MnO 2 @CeO x -GAMP radiosensitizer with oxygen vacancies depended mimicking enzyme-like activities for radiosensitization-mediated STING pathway activation.

Activation of the stimulator of interferon genes (STING) pathway by radiotherapy (RT) has a significant effect on eliciting antitumor immune responses. The generation of hydroxyl radical (·OH) storm and the sensitization of STING-relative catalytic reactions could improve radiosensitization-mediated STING activation. Herein, multi-functional radiosensitizer with oxygen vacancies depended mimicking enzyme-like activities was fabricated to produce more dsDNA which benefits intracellular 2', 3'-cyclic GMP-AMP (cGAMP) generation, together with introducing exogenous cGAMP to activate immune response. MnO 2 @CeO x nanozymes present enhanced superoxide dismutase (SOD)-like and peroxidase (POD)-like activities due to induced oxygen vacancies accelerate the redox cycles from Ce 4+ to Ce 3+ via intermetallic charge transfer. CeO x shells not only serve as radiosensitizer, but also provide the conjugation site for AMP/GMP to form MnO 2 @CeO x -GAMP (MCG).
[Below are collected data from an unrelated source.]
//! File system helpers.
//!
//! All helpers are async and go through `tokio::fs` so commands never block
//! the runtime on disk IO.

use anyhow::{Context, Result};
use std::path::Path;
use tokio::fs;
use tokio::io::AsyncWriteExt;

/// Create `path` and all of its parents if it does not exist.
///
/// # Errors
///
/// Fails if the directory cannot be created or `path` exists but is not a
/// directory.
pub async fn ensure_dir(path: &Path) -> Result<()> {
    match fs::metadata(path).await {
        Ok(meta) if meta.is_dir() => Ok(()),
        Ok(_) => Err(anyhow::anyhow!("Path exists but is not a directory: {}", path.display())),
        Err(_) => fs::create_dir_all(path)
            .await
            .with_context(|| format!("Failed to create directory: {}", path.display())),
    }
}

/// Atomically write `content` to `path` using write-then-rename.
///
/// The content goes to a sibling `.tmp` file which is synced and then renamed
/// over the target, so readers never see a partial file. Parent directories
/// are created as needed.
pub async fn atomic_write(path: &Path, content: &[u8]) -> Result<()> {
    if let Some(parent) = path.parent().filter(|p| !p.as_os_str().is_empty()) {
        ensure_dir(parent).await?;
    }

    let temp_path = path.with_extension("tmp");
    {
        let mut file = fs::File::create(&temp_path)
            .await
            .with_context(|| format!("Failed to create temp file: {}", temp_path.display()))?;
        file.write_all(content)
            .await
            .with_context(|| format!("Failed to write to temp file: {}", temp_path.display()))?;
        file.sync_all().await.context("Failed to sync file to disk")?;
    }

    fs::rename(&temp_path, path)
        .await
        .with_context(|| format!("Failed to rename temp file to: {}", path.display()))?;

    Ok(())
}

/// Write `content` to `path` only if nothing exists there yet.
///
/// Returns `Ok(false)` when the file was already present and left untouched.
pub async fn write_new_file(path: &Path, content: &str) -> Result<bool> {
    let file = fs::OpenOptions::new().write(true).create_new(true).open(path).await;
    let mut file = match file {
        Ok(file) => file,
        Err(e) if e.kind() == std::io::ErrorKind::AlreadyExists => {
            tracing::debug!("Keeping existing file {}", path.display());
            return Ok(false);
        }
        Err(e) => {
            return Err(e).with_context(|| format!("Failed to create file: {}", path.display()));
        }
    };

    file.write_all(content.as_bytes())
        .await
        .with_context(|| format!("Failed to write file: {}", path.display()))?;
    file.flush().await?;
    Ok(true)
}

#[cfg(test)]
mod tests {
    use super::*;
    use tempfile::TempDir;

    #[tokio::test]
    async fn test_ensure_dir_creates_nested() {
        let temp = TempDir::new().unwrap();
        let nested = temp.path().join("a/b/c");
        ensure_dir(&nested).await.unwrap();
        assert!(nested.is_dir());
        ensure_dir(&nested).await.unwrap();
    }

    #[tokio::test]
    async fn test_ensure_dir_rejects_file() {
        let temp = TempDir::new().unwrap();
        let file = temp.path().join("file");
        std::fs::write(&file, "x").unwrap();
        assert!(ensure_dir(&file).await.is_err());
    }

    #[tokio::test]
    async fn test_atomic_write_replaces_content() {
        let temp = TempDir::new().unwrap();
        let path = temp.path().join("sub/config.toml");
        atomic_write(&path, b"one").await.unwrap();
        atomic_write(&path, b"two").await.unwrap();
        assert_eq!(std::fs::read_to_string(&path).unwrap(), "two");
        assert!(!path.with_extension("tmp").exists());
    }

    #[tokio::test]
    async fn test_write_new_file_never_overwrites() {
        let temp = TempDir::new().unwrap();
        let path = temp.path().join("main.go");
        assert!(write_new_file(&path, "first").await.unwrap());
        assert!(!write_new_file(&path, "second").await.unwrap());
        assert_eq!(std::fs::read_to_string(&path).unwrap(), "first");
    }
}
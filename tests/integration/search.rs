use go_toolkit::index::IndexEntry;
use go_toolkit::test_utils::{IndexServer, index_body};
use predicates::prelude::*;
use std::process::Output;

use crate::common::TestProject;

fn entry(path: &str, version: &str, timestamp: &str) -> IndexEntry {
    IndexEntry::new(path, version, timestamp)
}

/// Run the binary off the runtime so the in-process index server keeps serving.
async fn run(project: &TestProject, server: &IndexServer, args: &[&str]) -> Output {
    let mut cmd = project.cmd(&["search"]);
    cmd.args(args).arg("--index-url").arg(server.url());
    tokio::task::spawn_blocking(move || cmd.output().unwrap()).await.unwrap()
}

fn stdout(output: &Output) -> String {
    assert!(output.status.success(), "stderr: {}", String::from_utf8_lossy(&output.stderr));
    String::from_utf8(output.stdout.clone()).unwrap()
}

#[tokio::test(flavor = "multi_thread")]
async fn test_search_pages_and_filters() {
    let project = TestProject::new();
    let first = vec![
        entry("github.com/spf13/cobra", "v1.7.0", "2024-01-01T00:00:00Z"),
        entry("github.com/acme/other", "v0.1.0", "2024-01-01T00:00:01Z"),
    ];
    let second = vec![
        entry("github.com/acme/other", "v0.1.0", "2024-01-01T00:00:01Z"),
        entry("gitlab.com/x/cobra", "v0.2.0", "2024-01-01T00:00:02Z"),
    ];
    let server = IndexServer::start(vec![
        (200, index_body(&first)),
        (200, index_body(&second)),
        (200, String::new()),
    ])
    .await;

    let output = run(&project, &server, &["cobra", "--limit", "2"]).await;

    assert_eq!(stdout(&output), "filtering to github.com\ngithub.com/spf13/cobra\n");
    let requests = server.request_lines();
    assert_eq!(requests.len(), 3);
    assert!(requests[0].starts_with("GET /index?limit=2 "));
    assert!(requests[1].starts_with("GET /index?since=2024-01-01T00%3A00%3A01Z&limit=2 "));
}

#[tokio::test(flavor = "multi_thread")]
async fn test_search_json_with_dotted_query() {
    let project = TestProject::new();
    let entries = vec![
        entry("gitlab.com/x/cobra", "v0.2.0", "2024-01-01T00:00:02Z"),
        entry("github.com/spf13/cobra", "v1.7.0", "2024-01-01T00:00:03Z"),
    ];
    let server = IndexServer::start(vec![(200, index_body(&entries))]).await;

    let output = run(&project, &server, &["gitlab.com/x", "--json", "--limit", "0"]).await;

    let decoded: Vec<IndexEntry> = serde_json::from_str(&stdout(&output)).unwrap();
    assert_eq!(decoded, vec![entries[0].clone()]);
}

#[tokio::test(flavor = "multi_thread")]
async fn test_search_max_pages() {
    let project = TestProject::new();
    let server = IndexServer::start(vec![
        (200, index_body(&[entry("github.com/a/tool", "v1.0.0", "t1")])),
        (200, index_body(&[entry("github.com/b/tool", "v1.0.0", "t2")])),
    ])
    .await;

    let output = run(&project, &server, &["tool", "--limit", "1", "--max-pages", "1", "--details"]).await;

    assert_eq!(stdout(&output), "filtering to github.com\ngithub.com/a/tool\tv1.0.0\tt1\n");
    assert_eq!(server.request_lines().len(), 1);
}

#[tokio::test(flavor = "multi_thread")]
async fn test_search_http_error() {
    let project = TestProject::new();
    let server = IndexServer::start(vec![(404, String::new())]).await;

    let output = run(&project, &server, &["tool"]).await;

    assert!(!output.status.success());
    let stderr = String::from_utf8_lossy(&output.stderr);
    assert!(stderr.contains("HTTP 404"), "stderr: {stderr}");
}

#[test]
fn test_search_flag_validation() {
    let project = TestProject::new();

    project
        .cmd(&["search", "tool", "--since-days", "1", "--since-hours", "2"])
        .assert()
        .failure()
        .stderr(predicate::str::contains("since-days and since-hours cannot both be set"));

    project
        .cmd(&["search", "tool", "--since", "last week"])
        .assert()
        .failure()
        .stderr(predicate::str::contains("since must be RFC3339"));
}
Upon X-ray irradiation, MCG with SOD-like activity facilitates the conversion of superoxide anions generated by Ce-sensitization into H 2 O 2 within tumor microenvironment (TME). The downstream POD-like activity catalyzes the elevated H 2 O 2 into a profusion of ·OH for producing more damage DNA fragments. TME-responsive decomposed MCG could supply exogenous cGAMP, meanwhile the releasing Mn 2+ improve the sensitivity of cyclic GMP-AMP synthase to dsDNA for producing more cGAMP, resulting in the promotion of STING pathway activation.